EXERCISE BRIEF: For the records below, say how many lines contain the string "Serialize". Give the number only.

Stored data
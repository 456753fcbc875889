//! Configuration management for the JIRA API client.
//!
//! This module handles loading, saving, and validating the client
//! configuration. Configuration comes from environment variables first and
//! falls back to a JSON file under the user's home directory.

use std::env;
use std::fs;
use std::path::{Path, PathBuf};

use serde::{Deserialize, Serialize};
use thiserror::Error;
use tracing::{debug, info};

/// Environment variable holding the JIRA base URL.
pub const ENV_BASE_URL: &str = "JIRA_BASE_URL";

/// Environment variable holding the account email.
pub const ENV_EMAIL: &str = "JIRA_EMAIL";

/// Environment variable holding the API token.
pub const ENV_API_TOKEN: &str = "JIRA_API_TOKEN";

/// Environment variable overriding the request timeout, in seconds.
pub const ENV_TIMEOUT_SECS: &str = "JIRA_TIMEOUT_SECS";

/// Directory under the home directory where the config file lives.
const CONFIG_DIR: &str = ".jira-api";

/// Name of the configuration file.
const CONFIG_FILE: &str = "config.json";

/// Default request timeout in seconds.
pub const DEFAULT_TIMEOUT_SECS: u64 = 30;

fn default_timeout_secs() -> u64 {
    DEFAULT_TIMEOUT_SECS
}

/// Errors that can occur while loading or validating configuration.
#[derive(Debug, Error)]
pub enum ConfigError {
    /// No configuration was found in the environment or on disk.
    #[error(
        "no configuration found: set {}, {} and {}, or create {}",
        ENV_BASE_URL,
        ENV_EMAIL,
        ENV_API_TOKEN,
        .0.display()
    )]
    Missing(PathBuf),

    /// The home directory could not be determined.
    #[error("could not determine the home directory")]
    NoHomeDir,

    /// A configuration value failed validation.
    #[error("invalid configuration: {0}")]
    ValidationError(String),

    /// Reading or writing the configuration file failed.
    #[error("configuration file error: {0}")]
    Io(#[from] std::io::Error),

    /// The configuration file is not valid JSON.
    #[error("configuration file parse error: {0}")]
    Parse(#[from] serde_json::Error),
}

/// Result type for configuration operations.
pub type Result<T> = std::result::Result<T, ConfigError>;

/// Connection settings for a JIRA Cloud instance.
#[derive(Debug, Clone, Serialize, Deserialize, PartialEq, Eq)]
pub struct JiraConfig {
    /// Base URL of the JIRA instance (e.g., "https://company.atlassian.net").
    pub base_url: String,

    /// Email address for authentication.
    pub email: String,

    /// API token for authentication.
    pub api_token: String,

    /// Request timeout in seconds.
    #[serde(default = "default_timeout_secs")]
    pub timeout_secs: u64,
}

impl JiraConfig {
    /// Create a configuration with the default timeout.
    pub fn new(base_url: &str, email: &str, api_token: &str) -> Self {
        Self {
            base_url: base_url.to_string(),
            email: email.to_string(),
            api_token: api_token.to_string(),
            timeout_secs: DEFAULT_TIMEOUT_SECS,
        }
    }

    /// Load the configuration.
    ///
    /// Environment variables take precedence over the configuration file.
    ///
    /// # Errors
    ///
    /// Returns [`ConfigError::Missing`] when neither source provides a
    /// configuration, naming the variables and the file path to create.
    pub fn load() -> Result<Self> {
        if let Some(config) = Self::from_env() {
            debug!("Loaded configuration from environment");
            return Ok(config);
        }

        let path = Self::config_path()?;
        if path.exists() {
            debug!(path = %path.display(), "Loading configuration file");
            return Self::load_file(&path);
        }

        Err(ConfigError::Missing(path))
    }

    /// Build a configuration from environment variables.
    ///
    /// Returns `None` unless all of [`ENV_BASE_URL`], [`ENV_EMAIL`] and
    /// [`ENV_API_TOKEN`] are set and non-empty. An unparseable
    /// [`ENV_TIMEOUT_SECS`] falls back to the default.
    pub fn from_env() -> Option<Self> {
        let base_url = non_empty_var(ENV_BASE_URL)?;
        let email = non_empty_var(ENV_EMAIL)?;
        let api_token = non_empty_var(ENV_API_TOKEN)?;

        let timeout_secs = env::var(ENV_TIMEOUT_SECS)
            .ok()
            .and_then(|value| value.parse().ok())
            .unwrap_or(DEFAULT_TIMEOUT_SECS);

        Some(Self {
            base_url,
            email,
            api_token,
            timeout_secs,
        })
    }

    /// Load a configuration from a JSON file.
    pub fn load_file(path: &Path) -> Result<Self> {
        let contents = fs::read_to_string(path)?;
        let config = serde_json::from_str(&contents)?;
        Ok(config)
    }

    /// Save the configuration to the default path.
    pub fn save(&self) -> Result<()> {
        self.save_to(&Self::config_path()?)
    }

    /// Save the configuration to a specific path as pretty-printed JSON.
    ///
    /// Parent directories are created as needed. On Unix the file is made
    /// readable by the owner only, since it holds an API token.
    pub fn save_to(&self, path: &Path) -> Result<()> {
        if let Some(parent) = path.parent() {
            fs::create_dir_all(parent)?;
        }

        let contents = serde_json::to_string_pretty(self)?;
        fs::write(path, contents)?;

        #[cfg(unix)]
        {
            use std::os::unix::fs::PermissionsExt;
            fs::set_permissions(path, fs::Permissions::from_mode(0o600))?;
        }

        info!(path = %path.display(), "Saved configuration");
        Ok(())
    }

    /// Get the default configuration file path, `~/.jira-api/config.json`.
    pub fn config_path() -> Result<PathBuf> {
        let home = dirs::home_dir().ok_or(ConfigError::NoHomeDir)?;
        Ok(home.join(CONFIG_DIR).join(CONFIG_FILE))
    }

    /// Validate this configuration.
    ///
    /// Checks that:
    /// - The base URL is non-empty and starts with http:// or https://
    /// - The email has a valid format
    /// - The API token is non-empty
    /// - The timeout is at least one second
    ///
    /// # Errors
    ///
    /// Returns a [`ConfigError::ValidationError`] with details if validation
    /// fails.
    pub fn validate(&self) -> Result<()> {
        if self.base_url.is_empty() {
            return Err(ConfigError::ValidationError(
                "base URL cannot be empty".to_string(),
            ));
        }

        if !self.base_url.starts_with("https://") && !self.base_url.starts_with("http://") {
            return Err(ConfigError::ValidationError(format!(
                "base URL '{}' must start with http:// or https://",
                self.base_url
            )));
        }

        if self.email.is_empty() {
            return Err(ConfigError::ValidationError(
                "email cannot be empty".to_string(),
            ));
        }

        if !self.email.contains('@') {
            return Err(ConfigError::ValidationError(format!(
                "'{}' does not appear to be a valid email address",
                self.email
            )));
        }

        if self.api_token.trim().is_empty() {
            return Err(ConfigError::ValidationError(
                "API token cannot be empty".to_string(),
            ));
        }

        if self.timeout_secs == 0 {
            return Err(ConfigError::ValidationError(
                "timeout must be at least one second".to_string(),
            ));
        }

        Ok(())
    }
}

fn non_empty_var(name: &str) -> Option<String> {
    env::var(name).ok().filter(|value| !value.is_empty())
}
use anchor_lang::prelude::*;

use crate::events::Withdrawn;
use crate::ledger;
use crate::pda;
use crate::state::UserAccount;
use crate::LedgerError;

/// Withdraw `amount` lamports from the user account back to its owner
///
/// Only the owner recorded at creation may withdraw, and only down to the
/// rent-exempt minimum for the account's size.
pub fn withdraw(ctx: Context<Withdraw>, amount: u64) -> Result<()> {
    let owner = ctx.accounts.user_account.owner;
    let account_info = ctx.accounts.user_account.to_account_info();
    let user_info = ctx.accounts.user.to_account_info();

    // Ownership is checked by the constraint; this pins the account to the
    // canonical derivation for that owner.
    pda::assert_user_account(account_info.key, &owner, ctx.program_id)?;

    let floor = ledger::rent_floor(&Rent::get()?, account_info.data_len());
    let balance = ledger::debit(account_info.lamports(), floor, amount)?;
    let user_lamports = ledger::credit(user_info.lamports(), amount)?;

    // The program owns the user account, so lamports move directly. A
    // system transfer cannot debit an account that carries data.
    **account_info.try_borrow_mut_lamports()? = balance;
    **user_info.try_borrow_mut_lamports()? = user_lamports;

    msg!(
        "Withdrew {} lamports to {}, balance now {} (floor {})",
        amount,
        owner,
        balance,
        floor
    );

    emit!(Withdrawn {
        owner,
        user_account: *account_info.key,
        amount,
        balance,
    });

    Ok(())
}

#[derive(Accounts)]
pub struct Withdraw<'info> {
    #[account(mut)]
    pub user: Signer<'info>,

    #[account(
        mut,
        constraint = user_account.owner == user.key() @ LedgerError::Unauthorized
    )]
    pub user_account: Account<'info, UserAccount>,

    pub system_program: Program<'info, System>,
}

RESPONSE AREA: 2